Oscar thinks back to the past month, starting from the day he arrived at camp.
It’s a lot for someone who’s barely thirteen. First, he’s parted from his mother and sisters, not even fully allowed to know why. Then he gets taken here, some camp that’s supposedly magical, filled with people that are half gods and then he’s told that he’s half god himself. And his best friend for the past year? He’s half goat and twice Oscar’s age, sworn to protect Oscar from the horrors that are brought about by being what he is. A demigod, as Oscar soon learned.
Strangely enough, out of all this, Oscar’s still mostly peeved that Fred is twenty-eight and didn’t say a thing until prompted by Chiron.

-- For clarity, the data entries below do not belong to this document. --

use adgate_shared::{segment_matches, CreativeAd, SegmentCategory, UserModel};
use tracing::debug;

/// Result of matching a user model against candidates
#[derive(Debug, Clone, PartialEq)]
pub struct SegmentMatch {
    /// Category that produced the match; `None` for the untargeted pool
    pub category: Option<SegmentCategory>,
    pub creative_ads: Vec<CreativeAd>,
}

impl SegmentMatch {
    pub fn is_empty(&self) -> bool {
        self.creative_ads.is_empty()
    }
}

/// Matches candidates against the user model, one category at a time in
/// priority order. The first category with any match wins.
#[derive(Debug, Default, Clone, Copy)]
pub struct SegmentMatcher;

impl SegmentMatcher {
    pub fn new() -> Self {
        Self
    }

    pub fn match_segments(&self, user_model: &UserModel, creative_ads: Vec<CreativeAd>) -> SegmentMatch {
        if user_model.is_empty() {
            debug!(candidates = creative_ads.len(), "Empty user model, serving untargeted");
            return SegmentMatch {
                category: None,
                creative_ads,
            };
        }

        for (category, segments) in user_model.categories() {
            if segments.is_empty() {
                continue;
            }

            let matched: Vec<CreativeAd> = creative_ads
                .iter()
                .filter(|creative_ad| {
                    segments
                        .iter()
                        .any(|segment| segment_matches(&creative_ad.segment, segment))
                })
                .cloned()
                .collect();

            if !matched.is_empty() {
                debug!(?category, matched = matched.len(), "Matched segments");
                return SegmentMatch {
                    category: Some(category),
                    creative_ads: matched,
                };
            }
        }

        debug!("No candidate matches the user model");
        SegmentMatch {
            category: None,
            creative_ads: Vec::new(),
        }
    }
}
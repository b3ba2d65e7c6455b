pub mod models;

pub use models::ad::{Ad, CreativeAd, Daypart, FrequencyCaps, PlacementContext, ServedAd};
pub use models::ad_event::{AdEvent, AdEventType, AdType, ConfirmationType, ParseEnumError};
pub use models::arm::{Arm, ArmState};
pub use models::events::{AdNotification, ServingNotification};
pub use models::user_model::{parent_segment, segment_matches, SegmentCategory, UserModel};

The water splashes against Oscar’s sneakers but the patch of water on the canvas material disappears in an instant. Oscar sighs, gazing at the water, wondering if his father is somehow around.
“You ever talk to your dad? Or, I don’t know, see him? In your dreams or otherwise?” Oscar asks, turning to Lando.
Lando pauses mid-chew and meets Oscar’s eyes. He clears his throat, a hand coming up to rub at the back of his neck. There’s a hesitance in the way Lando opens his mouth and closes it again a moment later.
“Yes. I mean, I used to. Sometimes. I still do. Kind of.” Lando stutters through his words, laughing nervously.
Oscar quirks an eyebrow. “So…do you?”
Lando sighs, perching himself on top of some boulders. Oscar checks to see that no one’s coming their way and follows, pressing his arm against Lando’s. They sit together like that for a while, watching the water, the red of their team flag fluttering gently in the wind.
Oscar risks a peek at Lando but the latter is too busy contemplating, eyes darting anywhere and everywhere. He doesn’t notice as Oscar follows the curve of his sharp nose, interrupted only by the scar he got after a nasty sparring session with Max. The slight parting of his lips, steady breaths escaping through, uncharacteristically quiet as Lando continues to find the right words.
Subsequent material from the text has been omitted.